Same with investing. We worked for the money we have to invest and I’m not going to waste it on the ‘latest thing’ or a gimmick investment. Today I automatically invest into three funds on a monthly basis, an extremely simple investment strategy. In fact it’s not even worth adding another sentence around this. Just. Keep. It. Simple.


If I can do this!

You can do this! It will take you many YEARS but you can do this!

To summarise:

  1. Talk to your partner

  2. Track your spending

  3. Budget

  4. Invest for retirement

  5. Pay off debt

  6. Automate

  7. Have an Emergency Fund

  8. Spend a little

  9. Earn More

  10. Invest

You don’t have to have a $300,000 a year income, you just need to live on less than you actually do earn, remove all debt as quickly as you can (even if you have to sacrifice lifestyle to achieve this) and vow to take on no more.
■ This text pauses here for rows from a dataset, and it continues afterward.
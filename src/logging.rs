// ==========================================
// 日志系统初始化与诊断输出
// ==========================================
// 使用 tracing 和 tracing-subscriber
// 支持环境变量配置日志级别与输出格式
// 诊断信息只走日志流，不写入报表文件
// ==========================================

use crate::domain::{DiagnosticEvent, Diagnostics};
use tracing::{error, info, warn};
use tracing_subscriber::{fmt, EnvFilter};

/// 日志格式环境变量
pub const LOG_FORMAT_ENV: &str = "LOG_FORMAT";

// ==========================================
// LogFormat - 日志输出格式
// ==========================================
#[derive(Debug, Clone, Copy, PartialEq, Eq)]
pub enum LogFormat {
    Text, // 人读文本（默认）
    Json, // 每行一个 JSON 对象
}

impl LogFormat {
    /// 解析 LOG_FORMAT 取值，未设置或无法识别时为 Text
    pub fn from_env_value(value: Option<&str>) -> Self {
        match value.map(str::trim) {
            Some(v) if v.eq_ignore_ascii_case("json") => LogFormat::Json,
            _ => LogFormat::Text,
        }
    }
}

/// 初始化日志系统
///
/// # 环境变量
/// - RUST_LOG: 日志级别过滤器（默认: info）
///   例如: RUST_LOG=debug 或 RUST_LOG=order_barcode_report=trace
/// - LOG_FORMAT: text（默认）或 json
///
/// # 示例
/// ```no_run
/// use order_barcode_report::logging;
/// logging::init();
/// ```
pub fn init() {
    // 从环境变量读取日志级别，默认为 info
    let filter = EnvFilter::try_from_default_env().unwrap_or_else(|_| EnvFilter::new("info"));

    let format = LogFormat::from_env_value(std::env::var(LOG_FORMAT_ENV).ok().as_deref());

    // 日志写 stderr，与 stdout 摘要分离
    let builder = fmt()
        .with_env_filter(filter)
        .with_target(true)
        .with_thread_ids(false)
        .with_line_number(true)
        .with_writer(std::io::stderr);

    match format {
        LogFormat::Json => builder.json().init(),
        LogFormat::Text => builder.init(),
    }
}

/// 初始化测试环境的日志系统
pub fn init_test() {
    let _ = fmt()
        .with_env_filter(EnvFilter::new("debug"))
        .with_test_writer()
        .try_init();
}

/// 按级别输出诊断事件，并以 info 级别汇总未分配条码
pub fn emit_diagnostics(diagnostics: &Diagnostics, unassigned: &[String]) {
    for event in diagnostics.events() {
        match event {
            DiagnosticEvent::BarcodeConflict {
                row_number,
                barcode,
                held_by,
                attempted,
            } => error!(
                row_number,
                barcode = %barcode,
                held_by = %held_by,
                attempted = %attempted.as_deref().unwrap_or(""),
                "条码已分配，忽略新分配"
            ),
            DiagnosticEvent::OrderWithoutBarcodes {
                row_number,
                order_id,
                customer_id,
            } => warn!(
                row_number,
                order_id = %order_id,
                customer_id = %customer_id,
                "订单无已分配条码"
            ),
            DiagnosticEvent::UnassignedPromoted {
                row_number,
                barcode,
                order_id,
            } => info!(
                row_number,
                barcode = %barcode,
                order_id = %order_id,
                "未分配条码被分配到订单"
            ),
        }
    }

    info!(
        unassigned_count = unassigned.len(),
        barcodes = %unassigned.join(", "),
        "未分配条码汇总"
    );
}

/// 未使用条码摘要行
pub fn unused_barcodes_line(unassigned: &[String]) -> String {
    format!("unused barcodes: {}", unassigned.join(", "))
}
I’m not a hardcore frugalist who saves 70% of my income so that we can quit work forever. Instead, I am in control of my life and the money that flows in and out of it and there is a powerful feeling knowing that. When I speak with people who have optimized their life and are completely debt free and are now investing for their future they have put the above tips in place in some way, shape or form in their own lives and they always tell me that they feel HAPPY and FREE because of it and that is a state that I want everyone who reads my blog to get to.

If you have reached the bottom of this post then well done!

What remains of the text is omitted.